A Plural Approach Demands Better Public AND Better Private Involvement
If the objective is to generate long-lasting and definitive improvements to vulnerable populations, then we should invert the usual logic of action. Instead of proposing single organizational solutions to a complex problem—such as “more private entrepreneurship to supplant inefficient governments” or “more government action to regulate profit-maximizing private firms”—we should carefully identify the social problem and consider alternative paths of action that may engage public and private actors in distinct and complementary degrees.
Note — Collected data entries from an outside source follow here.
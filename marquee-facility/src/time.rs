//! Epoch-millisecond time helpers.
//!
//! All persisted dates are epoch milliseconds (UTC). Parsing accepts the
//! operator-facing `YYYY-MM-DD` and `YYYY-MM-DD HH:MM` forms.

use chrono::{DateTime, NaiveDate, NaiveDateTime, Utc};
use thiserror::Error;

/// One day in milliseconds.
pub const DAY_MS: i64 = 24 * 60 * 60 * 1000;

#[derive(Debug, Error)]
pub enum TimeError {
    #[error("invalid date '{0}' (expected YYYY-MM-DD)")]
    BadDate(String),
    #[error("invalid date-time '{0}' (expected YYYY-MM-DD HH:MM)")]
    BadDateTime(String),
}

/// Current time as epoch milliseconds.
pub fn now_ms() -> i64 {
    Utc::now().timestamp_millis()
}

/// Parse `YYYY-MM-DD` to epoch ms at midnight UTC.
pub fn parse_date_ms(s: &str) -> Result<i64, TimeError> {
    let date = NaiveDate::parse_from_str(s.trim(), "%Y-%m-%d")
        .map_err(|_| TimeError::BadDate(s.to_string()))?;
    let dt = date
        .and_hms_opt(0, 0, 0)
        .ok_or_else(|| TimeError::BadDate(s.to_string()))?;
    Ok(dt.and_utc().timestamp_millis())
}

/// Parse `YYYY-MM-DD HH:MM` to epoch ms (UTC).
pub fn parse_datetime_ms(s: &str) -> Result<i64, TimeError> {
    let dt = NaiveDateTime::parse_from_str(s.trim(), "%Y-%m-%d %H:%M")
        .map_err(|_| TimeError::BadDateTime(s.to_string()))?;
    Ok(dt.and_utc().timestamp_millis())
}

/// Format epoch ms as `YYYY-MM-DD`.
pub fn format_date(ms: i64) -> String {
    match DateTime::<Utc>::from_timestamp_millis(ms) {
        Some(dt) => dt.format("%Y-%m-%d").to_string(),
        None => "-".to_string(),
    }
}

/// Format epoch ms as `YYYY-MM-DD HH:MM`.
pub fn format_datetime(ms: i64) -> String {
    match DateTime::<Utc>::from_timestamp_millis(ms) {
        Some(dt) => dt.format("%Y-%m-%d %H:%M").to_string(),
        None => "-".to_string(),
    }
}

#[cfg(test)]
mod tests {
    use super::*;

    #[test]
    fn date_round_trip() {
        let ms = parse_date_ms("2024-03-15").unwrap();
        assert_eq!(format_date(ms), "2024-03-15");
    }

    #[test]
    fn datetime_round_trip() {
        let ms = parse_datetime_ms("2024-03-15 19:30").unwrap();
        assert_eq!(format_datetime(ms), "2024-03-15 19:30");
    }

    #[test]
    fn rejects_malformed_input() {
        assert!(parse_date_ms("15/03/2024").is_err());
        assert!(parse_datetime_ms("2024-03-15").is_err());
    }

    #[test]
    fn day_arithmetic() {
        let ms = parse_date_ms("2024-03-15").unwrap();
        assert_eq!(format_date(ms + 30 * DAY_MS), "2024-04-14");
    }
}
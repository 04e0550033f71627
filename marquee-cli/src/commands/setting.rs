use owo_colors::OwoColorize;
use owo_colors::Stream::Stdout;
use marquee_db::Connection;

use crate::cli_types::SettingAction;
use crate::error::CliError;

pub(crate) fn run(conn: &Connection, action: SettingAction) -> Result<(), CliError> {
    match action {
        SettingAction::Set { key, value } => {
            marquee_db::set_setting(conn, &key, &value)?;
            log::info!(
                "{} {} = {}",
                "\u{2714}".if_supports_color(Stdout, |t| t.green()),
                key,
                value,
            );
            Ok(())
        }

        SettingAction::Get { key } => {
            match marquee_db::get_setting(conn, &key)? {
                Some(value) => log::info!("{value}"),
                None => {
                    log::info!(
                        "{}",
                        format!("'{key}' is not set").if_supports_color(Stdout, |t| t.dimmed()),
                    );
                }
            }
            Ok(())
        }

        SettingAction::List => {
            let settings = marquee_db::list_settings(conn)?;
            if settings.is_empty() {
                log::info!("{}", "No settings stored.".if_supports_color(Stdout, |t| t.dimmed()));
                return Ok(());
            }
            for setting in &settings {
                log::info!(
                    "  {} {}",
                    format!("{}:", setting.key).if_supports_color(Stdout, |t| t.cyan()),
                    setting.value,
                );
            }
            Ok(())
        }

        SettingAction::Rm { key } => {
            marquee_db::remove_setting(conn, &key)?;
            log::info!(
                "{} '{}' removed",
                "\u{2714}".if_supports_color(Stdout, |t| t.green()),
                key,
            );
            Ok(())
        }
    }
}
/// Errors that can occur during report generation.
#[derive(Debug, thiserror::Error)]
pub enum ReportError {
    #[error("I/O error: {0}")]
    Io(#[from] std::io::Error),

    #[error("Invalid report data: {0}")]
    InvalidData(String),
}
Our plural approach implies that “many roads lead to Rome”. That is, it builds on the strengths of multiple actors, public or private, who can be combined and recombined through multiple paths of action. Regardless of the chosen path, policy makers, social entrepreneurs and private firms should strive for improvements in public capacity. Without capable government institutions and proficient public servants, it is impossible for any combination of resources and actors to have true legitimacy or lasting impact. In fact, our research supports our premise that weak government—not excessive government—is a root cause of the long list of failed or failing public initiatives around the world. A fundamental flaw that not even the most capable and innovative social entrepreneurs can overcome.